Gov. Steve Bullock touts new study in Butte that shows benefits of Medicaid expansion
Shane Park, 49, got released from parole on Oct. 2, 2017. By Oct. 5, he was using methamphetamine again.
That’s the story Park told before a small group who gathered at the Southwest Montana Community Health Center to participate in Gov. Steve Bullock’s roundtable on Medicaid expansion, which is set to sunset in 2019. The roundtable included several medical professionals in Butte, including Jennifer Malone and Dr. Shawna Yates, who together run the center, and Jay Doyle, president of St. James Healthcare.
Park’s story of 32 years of methamphetamine addiction and how it ruined his life until he sought help last fall created a prime example for the roundtable of some of the benefits of Medicaid expansion. Park developed health problems last fall and told The Montana Standard after the meeting he thought he was going to die if he didn’t seek medical attention.

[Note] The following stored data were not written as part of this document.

//! Evaluation of classified corpora: system output files and confusion matrices.

pub mod confusion_matrix;
pub mod sys_output;

pub use confusion_matrix::ConfusionMatrix;
pub use sys_output::{format_sys_output, write_sys_output, write_sys_output_file};
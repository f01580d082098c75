//! Flat text model files.
//!
//! ```text
//! // mltk naive bayes model
//! // mode: multinomial
//! // class_delta: 0.1
//! // cond_delta: 0.1
//! talk.politics.guns 0.3333333333333333 -0.47712125471966244
//! ...
//! gun talk.politics.guns 0.6288659793814433 -0.2014728625006028
//! ...
//! ```
//!
//! Class records (`label prob logProb`) come first, then feature records
//! (`feature label prob logProb`). Lines starting with `//` are comments.

use std::collections::{BTreeMap, BTreeSet};
use std::fs::File;
use std::io::{BufRead, BufReader, BufWriter, Write};
use std::path::Path;

use log::info;

use crate::counting::NestedDictionary;
use crate::error::{MltkError, Result};
use crate::ml::naive_bayes::model::{NaiveBayesModel, TrainedState};
use crate::util::float::format_float;

const COMMENT: &str = "//";
const MODE_HEADER: &str = "mode:";
const BINARIZED: &str = "binarized";
const MULTINOMIAL: &str = "multinomial";

impl NaiveBayesModel {
    /// Write the learned state to `path`, replacing any existing file.
    pub fn write_model<P: AsRef<Path>>(&self, path: P) -> Result<()> {
        let state = self.trained_state()?;
        self.write_state_to_path(state, path.as_ref())
    }

    /// Write the learned state to any writer.
    pub fn write_model_to<W: Write>(&self, writer: W) -> Result<()> {
        let state = self.trained_state()?;
        self.write_state(state, writer)
    }

    pub(super) fn write_state_to_path(&self, state: &TrainedState, path: &Path) -> Result<()> {
        let file = File::create(path)?;
        self.write_state(state, BufWriter::new(file))
    }

    fn write_state<W: Write>(&self, state: &TrainedState, mut writer: W) -> Result<()> {
        for name in state.class_log_prob.keys().chain(state.vocabulary.iter()) {
            check_token(name)?;
        }

        writeln!(writer, "{COMMENT} mltk naive bayes model")?;
        writeln!(
            writer,
            "{COMMENT} {MODE_HEADER} {}",
            mode_name(self.config.binarized)
        )?;
        writeln!(writer, "{COMMENT} class_delta: {}", format_float(self.config.class_delta))?;
        writeln!(writer, "{COMMENT} cond_delta: {}", format_float(self.config.cond_delta))?;

        for (label, log_prob) in &state.class_log_prob {
            writeln!(
                writer,
                "{label} {} {}",
                format_float(10f64.powf(*log_prob)),
                format_float(*log_prob)
            )?;
        }

        for (label, feature, log_prob) in state.feat_log_prob.iter() {
            let prob = match &state.feat_raw_prob {
                Some(raw) => raw.safe_get(label, feature, 10f64.powf(*log_prob)),
                None => 10f64.powf(*log_prob),
            };
            writeln!(
                writer,
                "{feature} {label} {} {}",
                format_float(prob),
                format_float(*log_prob)
            )?;
        }

        writer.flush()?;
        Ok(())
    }

    /// Replace the learned state with the model stored at `path`.
    pub fn load_model<P: AsRef<Path>>(&mut self, path: P) -> Result<()> {
        let file = File::open(path.as_ref())?;
        self.load_model_from(BufReader::new(file))?;
        info!("Loaded model from {}", path.as_ref().display());
        Ok(())
    }

    /// Replace the learned state with a model read from `reader`.
    ///
    /// A file whose `// mode:` header disagrees with this model's mode is
    /// rejected. The current state is kept if the input is malformed or
    /// incomplete.
    pub fn load_model_from<R: BufRead>(&mut self, reader: R) -> Result<()> {
        let state = read_state(reader, self.config.binarized)?;
        self.state = Some(state);
        Ok(())
    }
}

/// The feature mode recorded in a model file's header: `Some(true)` for
/// binarized, `Some(false)` for multinomial, `None` when the header is absent.
///
/// Only the leading comment block is read.
pub fn recorded_mode<P: AsRef<Path>>(path: P) -> Result<Option<bool>> {
    let reader = BufReader::new(File::open(path.as_ref())?);
    for (index, line) in reader.lines().enumerate() {
        let line = line?;
        let trimmed = line.trim();
        if trimmed.is_empty() {
            continue;
        }
        if !trimmed.starts_with(COMMENT) {
            break;
        }
        if let Some(mode) = parse_mode_header(trimmed, index + 1)? {
            return Ok(Some(mode));
        }
    }
    Ok(None)
}

/// Parse a `// mode: <binarized|multinomial>` comment; other comments give `None`.
fn parse_mode_header(comment: &str, line: usize) -> Result<Option<bool>> {
    let body = comment.trim_start_matches(COMMENT).trim();
    let Some(value) = body.strip_prefix(MODE_HEADER) else {
        return Ok(None);
    };
    match value.trim() {
        BINARIZED => Ok(Some(true)),
        MULTINOMIAL => Ok(Some(false)),
        other => Err(MltkError::malformed_model(
            line,
            format!("unknown mode \"{other}\""),
        )),
    }
}

fn mode_name(binarized: bool) -> &'static str {
    if binarized { BINARIZED } else { MULTINOMIAL }
}

/// Labels and features are whitespace-delimited in the file.
fn check_token(name: &str) -> Result<()> {
    if name.is_empty() || name.chars().any(char::is_whitespace) || name.starts_with(COMMENT) {
        return Err(MltkError::invalid_argument(format!(
            "\"{name}\" cannot be written to a model file"
        )));
    }
    Ok(())
}

fn parse_number(field: &str, line: usize) -> Result<f64> {
    field
        .parse()
        .map_err(|_| MltkError::malformed_model(line, format!("\"{field}\" is not a number")))
}

fn read_state<R: BufRead>(reader: R, binarized: bool) -> Result<TrainedState> {
    let mut class_log_prob = BTreeMap::new();
    let mut feat_log_prob = NestedDictionary::new();
    let mut feat_raw_prob = binarized.then(NestedDictionary::new);
    let mut vocabulary = BTreeSet::new();
    let mut in_features = false;

    for (index, line) in reader.lines().enumerate() {
        let line = line?;
        let line_number = index + 1;
        let trimmed = line.trim();
        if trimmed.is_empty() {
            continue;
        }
        if trimmed.starts_with(COMMENT) {
            if let Some(recorded) = parse_mode_header(trimmed, line_number)? {
                if recorded != binarized {
                    return Err(MltkError::malformed_model(
                        line_number,
                        format!(
                            "file holds a {} model but a {} model is loading it",
                            mode_name(recorded),
                            mode_name(binarized)
                        ),
                    ));
                }
            }
            continue;
        }

        let fields: Vec<&str> = trimmed.split_whitespace().collect();
        match fields.as_slice() {
            [label, _prob, log_prob] => {
                if in_features {
                    return Err(MltkError::malformed_model(
                        line_number,
                        "class record after feature records",
                    ));
                }
                let log_prob = parse_number(log_prob, line_number)?;
                if class_log_prob.insert(label.to_string(), log_prob).is_some() {
                    return Err(MltkError::malformed_model(
                        line_number,
                        format!("duplicate class record for \"{label}\""),
                    ));
                }
            }
            [feature, label, prob, log_prob] => {
                if class_log_prob.is_empty() {
                    return Err(MltkError::malformed_model(
                        line_number,
                        "feature record before any class record",
                    ));
                }
                if !class_log_prob.contains_key(*label) {
                    return Err(MltkError::malformed_model(
                        line_number,
                        format!("feature record for unknown label \"{label}\""),
                    ));
                }
                in_features = true;

                let prob = parse_number(prob, line_number)?;
                let log_prob = parse_number(log_prob, line_number)?;
                if feat_log_prob
                    .insert(label.to_string(), feature.to_string(), log_prob)
                    .is_some()
                {
                    return Err(MltkError::malformed_model(
                        line_number,
                        format!("duplicate record for feature \"{feature}\" and label \"{label}\""),
                    ));
                }
                if let Some(raw) = feat_raw_prob.as_mut() {
                    raw.insert(label.to_string(), feature.to_string(), prob);
                }
                if !vocabulary.contains(*feature) {
                    vocabulary.insert(feature.to_string());
                }
            }
            _ => {
                return Err(MltkError::malformed_model(
                    line_number,
                    format!("expected 3 or 4 fields, found {}", fields.len()),
                ));
            }
        }
    }

    if class_log_prob.is_empty() {
        return Err(MltkError::malformed_model(0, "no class records"));
    }

    let expected = class_log_prob.len() * vocabulary.len();
    if feat_log_prob.len() != expected {
        let reason = class_log_prob
            .keys()
            .flat_map(|label| vocabulary.iter().map(move |feature| (label, feature)))
            .find(|(label, feature)| !feat_log_prob.contains(*label, *feature))
            .map(|(label, feature)| {
                format!("missing record for feature \"{feature}\" and label \"{label}\"")
            })
            .unwrap_or_else(|| format!("expected {expected} feature records"));
        return Err(MltkError::malformed_model(0, reason));
    }

    Ok(TrainedState {
        class_log_prob,
        feat_log_prob,
        feat_raw_prob,
        vocabulary,
    })
}

#[cfg(test)]
mod tests {
    use super::*;
    use crate::document::corpus::Corpus;

    const TRAINING: &str = "\
guns gun:3 com:1
guns gun:1 your:1
mideast israel:2 com:1
misc how:1 your:2
";

    fn model(binarized: bool) -> NaiveBayesModel {
        NaiveBayesModel::builder()
            .binarized(binarized)
            .model_file("unused.model.txt")
            .build()
            .unwrap()
    }

    fn fitted(binarized: bool) -> NaiveBayesModel {
        let mut model = model(binarized);
        model
            .fit(&Corpus::from_vector_str(TRAINING, binarized).unwrap())
            .unwrap();
        model
    }

    fn written(model: &NaiveBayesModel) -> String {
        let mut buffer = Vec::new();
        model.write_model_to(&mut buffer).unwrap();
        String::from_utf8(buffer).unwrap()
    }

    #[test]
    fn test_write_model_layout() {
        let text = written(&fitted(false));
        let records: Vec<&str> = text.lines().filter(|l| !l.starts_with(COMMENT)).collect();

        // 3 class records, then 3 labels x 5 features.
        assert_eq!(records.len(), 3 + 15);
        assert!(records[0].starts_with("guns "));
        assert!(records[1].starts_with("mideast "));
        assert!(records[2].starts_with("misc "));
        assert!(records[3].starts_with("com guns "));
        assert!(text.contains("// mode: multinomial"));
    }

    #[test]
    fn test_round_trip_both_modes() {
        for binarized in [false, true] {
            let original = fitted(binarized);
            let text = written(&original);

            let mut restored = model(binarized);
            restored.load_model_from(text.as_bytes()).unwrap();

            assert_eq!(restored.class_log_probs(), original.class_log_probs());
            assert_eq!(restored.feature_log_probs(), original.feature_log_probs());
            assert_eq!(restored.feature_raw_probs(), original.feature_raw_probs());
            assert_eq!(restored.vocabulary(), original.vocabulary());
        }
    }

    #[test]
    fn test_write_before_training() {
        let err = model(false).write_model_to(Vec::new()).unwrap_err();
        assert!(matches!(err, MltkError::UninitializedModel(_)));
    }

    #[test]
    fn test_write_rejects_whitespace_in_names() {
        let mut model = model(false);
        let corpus = Corpus::builder(false).with("two words", [("f", 1)]).build();
        model.fit(&corpus).unwrap();

        let err = model.write_model_to(Vec::new()).unwrap_err();
        assert!(matches!(err, MltkError::InvalidArgument(_)));
    }

    #[test]
    fn test_load_skips_comments_and_blank_lines() {
        let text = "// header\n\na 0.5 -0.3\n// middle\nb 0.5 -0.3\nf a 0.5 -0.3\nf b 0.5 -0.3\n";
        let mut model = model(false);
        model.load_model_from(text.as_bytes()).unwrap();

        assert_eq!(model.labels(), vec!["a", "b"]);
        assert_eq!(model.vocabulary().unwrap().len(), 1);
    }

    #[test]
    fn test_load_malformed() {
        let cases = [
            ("a 0.5 -0.3 extra stuff\n", 1),
            ("a 0.5\n", 1),
            ("f a 0.5 -0.3\n", 1),
            ("a 0.5 -0.3\nf a 0.5 -0.3\nb 0.5 -0.3\n", 3),
            ("a 0.5 -0.3\nf b 0.5 -0.3\n", 2),
            ("a 0.5 abc\n", 1),
            ("a 0.5 -0.3\na 0.5 -0.3\n", 2),
            ("a 0.5 -0.3\nf a 0.5 -0.3\nf a 0.5 -0.3\n", 3),
        ];
        for (text, expected_line) in cases {
            let err = model(false).load_model_from(text.as_bytes()).unwrap_err();
            match err {
                MltkError::MalformedModel { line, .. } => assert_eq!(line, expected_line, "{text}"),
                other => panic!("unexpected error for {text:?}: {other}"),
            }
        }
    }

    #[test]
    fn test_load_incomplete_model() {
        let text = "a 0.5 -0.3\nb 0.5 -0.3\nf a 0.5 -0.3\n";
        let err = model(false).load_model_from(text.as_bytes()).unwrap_err();
        assert!(matches!(err, MltkError::MalformedModel { .. }));

        let err = model(false).load_model_from("// only comments\n".as_bytes()).unwrap_err();
        assert!(matches!(err, MltkError::MalformedModel { .. }));
    }

    #[test]
    fn test_load_rejects_mode_mismatch() {
        for binarized in [false, true] {
            let text = written(&fitted(binarized));

            let err = model(!binarized).load_model_from(text.as_bytes()).unwrap_err();
            assert!(matches!(err, MltkError::MalformedModel { line: 2, .. }));
        }
    }

    #[test]
    fn test_load_unknown_mode() {
        let text = "// mode: ternary\na 0.5 -0.3\n";
        let err = model(false).load_model_from(text.as_bytes()).unwrap_err();
        assert!(matches!(err, MltkError::MalformedModel { line: 1, .. }));
    }

    #[test]
    fn test_recorded_mode() {
        let dir = tempfile::tempdir().unwrap();
        for binarized in [false, true] {
            let path = dir.path().join("model.txt");
            fitted(binarized).write_model(&path).unwrap();
            assert_eq!(recorded_mode(&path).unwrap(), Some(binarized));
        }

        let path = dir.path().join("bare.txt");
        std::fs::write(&path, "// no mode here\na 0.5 -0.3\n// mode: binarized\n").unwrap();
        assert_eq!(recorded_mode(&path).unwrap(), None);
    }

    #[test]
    fn test_failed_load_keeps_previous_state() {
        let mut model = fitted(false);
        let before = model.class_log_probs().cloned();

        assert!(model.load_model_from("garbage\n".as_bytes()).is_err());
        assert_eq!(model.class_log_probs().cloned(), before);
    }

    #[test]
    fn test_load_missing_file() {
        let err = model(false)
            .load_model("/nonexistent/model.txt")
            .unwrap_err();
        assert!(matches!(err, MltkError::Io(_)));
    }
}
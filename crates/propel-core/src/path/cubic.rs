//! Natural cubic spline paths.
//!
//! Per dimension, waypoint first derivatives are solved from a tridiagonal
//! system under the natural boundary condition (zero second derivative at
//! open ends); closed paths solve the corresponding cyclic system. Each
//! waypoint interval then carries one cubic polynomial.

use super::spline::{sample_curve, CurveSource, SplineMode};
use super::{nearest_on_points, sample_points, Path, PathSample, PathSegment};
use crate::error::{DriveError, Result};
use crate::math::VecN;
use std::time::Duration;

/// A path interpolating all waypoints with a natural cubic spline.
pub struct CubicSplinePath {
    frame: Vec<VecN>,
    closed: bool,
    mode: SplineMode,
    auto_build: bool,
    build_timeout: Duration,
    /// Polynomial coefficients `[a, b, c, d]` per interval, per dimension.
    coefficients: Option<Vec<Vec<[f64; 4]>>>,
    sampled: Option<Path>,
}

impl CubicSplinePath {
    /// Create a natural cubic spline over `waypoints` and build it.
    pub fn new(waypoints: Vec<VecN>) -> Self {
        let mut path = Self {
            frame: waypoints,
            closed: false,
            mode: SplineMode::default(),
            auto_build: true,
            build_timeout: Duration::from_millis(500),
            coefficients: None,
            sampled: None,
        };
        path.auto_rebuild();
        path
    }

    #[inline]
    pub fn waypoints(&self) -> &[VecN] {
        &self.frame
    }

    #[inline]
    pub fn is_closed(&self) -> bool {
        self.closed
    }

    pub fn set_closed(&mut self, closed: bool) {
        self.closed = closed;
        self.auto_rebuild();
    }

    pub fn set_mode(&mut self, mode: SplineMode) {
        self.mode = mode;
        self.auto_rebuild();
    }

    pub fn set_build_timeout(&mut self, timeout: Duration) {
        self.build_timeout = timeout;
    }

    pub fn set_auto_build(&mut self, auto_build: bool) {
        self.auto_build = auto_build;
    }

    pub fn push_waypoint(&mut self, point: VecN) {
        self.frame.push(point);
        self.auto_rebuild();
    }

    /// Replace a waypoint. Panics if out of bounds.
    pub fn set_waypoint(&mut self, index: usize, point: VecN) {
        self.frame[index] = point;
        self.auto_rebuild();
    }

    pub fn points(&self) -> &[VecN] {
        self.sampled.as_ref().map_or(&[], Path::points)
    }

    pub fn segments(&self) -> &[PathSegment] {
        self.sampled.as_ref().map_or(&[], Path::segments)
    }

    /// Exact spline position at curve percent `pct`: the interval is the
    /// integer part of `pct * interval_count`, the polynomial is evaluated
    /// at the fractional remainder.
    pub fn spline_value_at(&self, pct: f64) -> Result<VecN> {
        let coefficients = self
            .coefficients
            .as_ref()
            .ok_or_else(|| DriveError::PathNotBuilt {
                reason: "spline mutated with auto-build off, or build failed".into(),
            })?;
        Ok(eval_spline(coefficients, pct.clamp(0.0, 1.0)))
    }

    /// Solve the spline and tessellate it into path points.
    pub fn rebuild(&mut self) -> Result<()> {
        self.coefficients = None;
        self.sampled = None;
        if self.frame.len() < 2 {
            return Err(DriveError::TooFewWaypoints {
                count: self.frame.len(),
            });
        }
        let coefficients = solve_coefficients(&self.frame, self.closed);
        let shape = SplineShape {
            coefficients: &coefficients,
        };
        let points = sample_curve(&shape, self.mode, self.build_timeout)?;
        self.sampled = Some(Path::from_points(points)?);
        self.coefficients = Some(coefficients);
        Ok(())
    }

    fn auto_rebuild(&mut self) {
        if self.auto_build {
            if let Err(err) = self.rebuild() {
                log::error!("cubic spline rebuild failed: {err}");
            }
        } else {
            self.coefficients = None;
            self.sampled = None;
        }
    }
}

impl PathSample for CubicSplinePath {
    fn value_at(&self, pct: f64) -> Result<VecN> {
        let path = self.sampled.as_ref().ok_or_else(|| DriveError::PathNotBuilt {
            reason: "spline mutated with auto-build off, or build failed".into(),
        })?;
        Ok(sample_points(path.points(), path.segments(), pct))
    }

    fn nearest_to(&self, point: &VecN) -> Result<f64> {
        let path = self.sampled.as_ref().ok_or_else(|| DriveError::PathNotBuilt {
            reason: "spline mutated with auto-build off, or build failed".into(),
        })?;
        Ok(nearest_on_points(path.points(), path.segments(), point))
    }

    fn length(&self) -> f64 {
        self.sampled.as_ref().map_or(0.0, PathSample::length)
    }

    fn is_built(&self) -> bool {
        self.sampled.is_some() && self.coefficients.is_some()
    }
}

struct SplineShape<'a> {
    coefficients: &'a [Vec<[f64; 4]>],
}

impl CurveSource for SplineShape<'_> {
    fn point_at(&self, pct: f64) -> VecN {
        eval_spline(self.coefficients, pct.clamp(0.0, 1.0))
    }

    fn interval_count(&self) -> usize {
        self.coefficients.len()
    }
}

fn eval_spline(coefficients: &[Vec<[f64; 4]>], pct: f64) -> VecN {
    let intervals = coefficients.len();
    let scaled = pct * intervals as f64;
    let index = (scaled.floor() as usize).min(intervals - 1);
    let t = scaled - index as f64;
    let interval = &coefficients[index];
    let mut value = VecN::zeros(interval.len());
    for (d, [a, b, c, e]) in interval.iter().enumerate() {
        value[d] = a + t * (b + t * (c + t * e));
    }
    value
}

/// Solve per-dimension first derivatives and turn them into per-interval
/// cubic coefficients `[a, b, c, d]` with `f(t) = a + b t + c t^2 + d t^3`.
fn solve_coefficients(frame: &[VecN], closed: bool) -> Vec<Vec<[f64; 4]>> {
    let dims = frame[0].dimensions();
    let n = frame.len();
    let intervals = if closed { n } else { n - 1 };

    let mut coefficients = vec![vec![[0.0; 4]; dims]; intervals];
    for d in 0..dims {
        let x: Vec<f64> = frame.iter().map(|p| p[d]).collect();
        let derivatives = if closed {
            solve_derivatives_cyclic(&x)
        } else {
            solve_derivatives_natural(&x)
        };
        for i in 0..intervals {
            let x0 = x[i];
            let x1 = x[(i + 1) % n];
            let d0 = derivatives[i];
            let d1 = derivatives[(i + 1) % n];
            let delta = x1 - x0;
            coefficients[i][d] = [
                x0,
                d0,
                3.0 * delta - 2.0 * d0 - d1,
                -2.0 * delta + d0 + d1,
            ];
        }
    }
    coefficients
}

/// First derivatives at each waypoint for an open spline with natural ends:
/// tridiagonal system solved by Thomas-style forward elimination and back
/// substitution.
fn solve_derivatives_natural(x: &[f64]) -> Vec<f64> {
    let n = x.len();
    if n == 2 {
        let slope = x[1] - x[0];
        return vec![slope, slope];
    }

    let mut sub = vec![1.0; n];
    let mut diag = vec![4.0; n];
    let mut sup = vec![1.0; n];
    let mut rhs = vec![0.0; n];

    diag[0] = 2.0;
    diag[n - 1] = 2.0;
    sub[0] = 0.0;
    sup[n - 1] = 0.0;
    rhs[0] = 3.0 * (x[1] - x[0]);
    rhs[n - 1] = 3.0 * (x[n - 1] - x[n - 2]);
    for i in 1..n - 1 {
        rhs[i] = 3.0 * (x[i + 1] - x[i - 1]);
    }

    solve_tridiagonal(&sub, &mut diag, &sup, &mut rhs);
    rhs
}

/// First derivatives for a closed spline: the cyclic tridiagonal system is
/// reduced to two ordinary solves via the Sherman-Morrison correction.
fn solve_derivatives_cyclic(x: &[f64]) -> Vec<f64> {
    let n = x.len();
    if n < 3 {
        let slope = if n == 2 { x[1] - x[0] } else { 0.0 };
        return vec![slope; n];
    }

    let mut rhs = vec![0.0; n];
    for i in 0..n {
        let prev = x[(i + n - 1) % n];
        let next = x[(i + 1) % n];
        rhs[i] = 3.0 * (next - prev);
    }

    // A = tri(1, 4, 1) with corner couplings; write A = B + u v^T where
    // B is tridiagonal with modified first/last diagonal entries.
    let gamma = -4.0;
    let sub = vec![1.0; n];
    let sup = vec![1.0; n];
    let mut diag = vec![4.0; n];
    diag[0] = 4.0 - gamma;
    diag[n - 1] = 4.0 - 1.0 / gamma;

    let mut y = rhs.clone();
    let mut diag_y = diag.clone();
    solve_tridiagonal(&sub, &mut diag_y, &sup, &mut y);

    let mut u = vec![0.0; n];
    u[0] = gamma;
    u[n - 1] = 1.0;
    let mut diag_z = diag.clone();
    let mut z = u.clone();
    solve_tridiagonal(&sub, &mut diag_z, &sup, &mut z);

    let factor = (y[0] + y[n - 1] / gamma) / (1.0 + z[0] + z[n - 1] / gamma);
    for i in 0..n {
        y[i] -= factor * z[i];
    }
    y
}

/// In-place Thomas algorithm; `diag` and `rhs` are consumed, the solution is
/// left in `rhs`.
fn solve_tridiagonal(sub: &[f64], diag: &mut [f64], sup: &[f64], rhs: &mut [f64]) {
    let n = rhs.len();
    for i in 1..n {
        let w = sub[i] / diag[i - 1];
        diag[i] -= w * sup[i - 1];
        rhs[i] -= w * rhs[i - 1];
    }
    rhs[n - 1] /= diag[n - 1];
    for i in (0..n - 1).rev() {
        rhs[i] = (rhs[i] - sup[i] * rhs[i + 1]) / diag[i];
    }
}

#[cfg(test)]
mod tests {
    use super::*;
    use approx::assert_relative_eq;

    fn zigzag() -> Vec<VecN> {
        vec![
            VecN::new(vec![0.0, 0.0]),
            VecN::new(vec![1.0, 2.0]),
            VecN::new(vec![2.0, -1.0]),
            VecN::new(vec![3.0, 0.5]),
        ]
    }

    #[test]
    fn spline_reproduces_waypoints() {
        let path = CubicSplinePath::new(zigzag());
        let n = 3.0; // intervals
        for (i, waypoint) in path.waypoints().to_vec().iter().enumerate() {
            let value = path.spline_value_at(i as f64 / n).unwrap();
            assert_relative_eq!(value[0], waypoint[0], epsilon = 1e-9);
            assert_relative_eq!(value[1], waypoint[1], epsilon = 1e-9);
        }
    }

    #[test]
    fn two_point_spline_is_linear() {
        let path = CubicSplinePath::new(vec![VecN::new(vec![0.0]), VecN::new(vec![4.0])]);
        let mid = path.spline_value_at(0.5).unwrap();
        assert_relative_eq!(mid[0], 2.0, epsilon = 1e-9);
    }

    #[test]
    fn natural_ends_have_zero_second_derivative() {
        let path = CubicSplinePath::new(zigzag());
        // Second derivative of a + bt + ct^2 + dt^3 at t=0 is 2c; at t=1 it
        // is 2c + 6d. Check both open ends.
        let coefficients = path.coefficients.as_ref().unwrap();
        let first = &coefficients[0];
        let last = coefficients.last().unwrap();
        for d in 0..2 {
            assert_relative_eq!(first[d][2], 0.0, epsilon = 1e-9);
            assert_relative_eq!(last[d][2] + 3.0 * last[d][3], 0.0, epsilon = 1e-9);
        }
    }

    #[test]
    fn closed_spline_wraps_continuously() {
        let mut path = CubicSplinePath::new(vec![
            VecN::new(vec![1.0, 0.0]),
            VecN::new(vec![0.0, 1.0]),
            VecN::new(vec![-1.0, 0.0]),
            VecN::new(vec![0.0, -1.0]),
        ]);
        path.set_closed(true);
        // Start and end of the curve coincide.
        let start = path.spline_value_at(0.0).unwrap();
        let end = path.spline_value_at(1.0).unwrap();
        assert_relative_eq!(start[0], end[0], epsilon = 1e-9);
        assert_relative_eq!(start[1], end[1], epsilon = 1e-9);
        // First derivative is continuous across the seam: compare the end of
        // the last interval with the start of the first.
        let coefficients = path.coefficients.as_ref().unwrap();
        let last = coefficients.last().unwrap();
        let first = &coefficients[0];
        for d in 0..2 {
            let end_slope = last[d][1] + 2.0 * last[d][2] + 3.0 * last[d][3];
            assert_relative_eq!(end_slope, first[d][1], epsilon = 1e-9);
        }
    }

    #[test]
    fn closed_cyclic_system_matches_equations() {
        // Verify D_{i-1} + 4 D_i + D_{i+1} = 3 (x_{i+1} - x_{i-1}) cyclically.
        let x = vec![1.0, 0.0, -1.0, 0.0, 2.0];
        let d = solve_derivatives_cyclic(&x);
        let n = x.len();
        for i in 0..n {
            let lhs = d[(i + n - 1) % n] + 4.0 * d[i] + d[(i + 1) % n];
            let rhs = 3.0 * (x[(i + 1) % n] - x[(i + n - 1) % n]);
            assert_relative_eq!(lhs, rhs, epsilon = 1e-9);
        }
    }

    #[test]
    fn arc_length_sampling_covers_spline() {
        let path = CubicSplinePath::new(zigzag());
        assert!(path.is_built());
        let start = path.value_at(0.0).unwrap();
        let end = path.value_at(1.0).unwrap();
        assert_relative_eq!(start[0], 0.0, epsilon = 1e-9);
        assert_relative_eq!(end[0], 3.0, epsilon = 1e-9);
        let sum: f64 = path.segments().iter().map(|s| s.length).sum();
        assert_relative_eq!(sum, path.length(), epsilon = 1e-9);
    }
}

The Southwest Montana Community Health Center encouraged him to begin mental health help and to seek addiction treatment. Park wouldn’t have gotten the aid he needed without Medicaid, which covered his treatment, he said.
Drug-free since January of this year, Park is working, volunteering, and participating in various recovery programs to keep himself sober.
"I've felt better than I've felt in 35 years," he said. "I don't want that shame and guilt anymore."
Bullock’s visit to Butte was part of a larger effort he and Lt. Gov. Mike Cooney are making across the state to talk about the economic and health benefits of Medicaid expansion for Montana.
The Legislature passed the Health and Economic Livelihood Partnership Act in 2015. But in a compromise between Bullock and Republicans, the HELP Act got a four-year trial run, unless the Legislature is willing to extend it next year.
State Sen. Edward Buttrey, R-Great Falls, has said publicly he will not support the measure in 2019, saying the act costs Montanans too much. Buttrey supported the bill in 2015.
Buttrey did not respond to a request for comment.
Another option for Bullock is a ballot initiative — I-185 — which would make the expansion permanent. Under the initiative, the HELP act would be funded by a tobacco tax that would raise the price of a pack of cigarettes by $2.00. Backers of the initiative — which include The Montana Hospital Association, Montana Medical Association, and Montana Primary Care Association — need 25,000 signatures to get it on the ballot.
According to Bullock and other speakers at the roundtable, there are good reasons to keep HELP going.
A report released this month by the Bureau of Business and Economic Research at the University of Montana-Missoula states that Medicaid expansion added 3,161 jobs, $147 million in personal income, and $336 million in new sales to Montana’s economy in 2016.
If the Medicaid expansion continues with the current level of enrollment in Montana, the report estimates it will bring $350 million to $400 million of new spending to the state’s economy each year. That in turn would generate around 5,000 jobs and $270 million in personal income each year from 2018 to 2020.
There are health benefits, too. Nearly 94,000 Montanans have enrolled since 2015, and uncompensated care for hospital visits declined by more than 45 percent from 2015 to 2016, according to the report.
Montanans who might not be able to afford care and skip out on it fell by 16 percent within the first year of the HELP act.
According to the report, the Department of Corrections had to seek medical care for inmates through Blue Cross/Blue Shield prior to the HELP act’s passage. But once the expansion program was in place, the DOC reduced its spending on health care by $7.66 million in 2017.
Bullock said the Medicaid expansion plan helps working Montanans who "are working hard to make ends meet." One restriction Republicans have floated is that the program require Medicaid recipients to work.
The current expansion program comes with some strings attached already. Enrollees have to pay 2 percent of their income in premiums, and they can be dis-enrolled if they fail to pay.
Bullock also said that without the expansion, the money that comes from the federal government would go to other states.
"It gets more people in the work force," Bullock told the Standard. "People shouldn't have to live from health care emergency to health care emergency."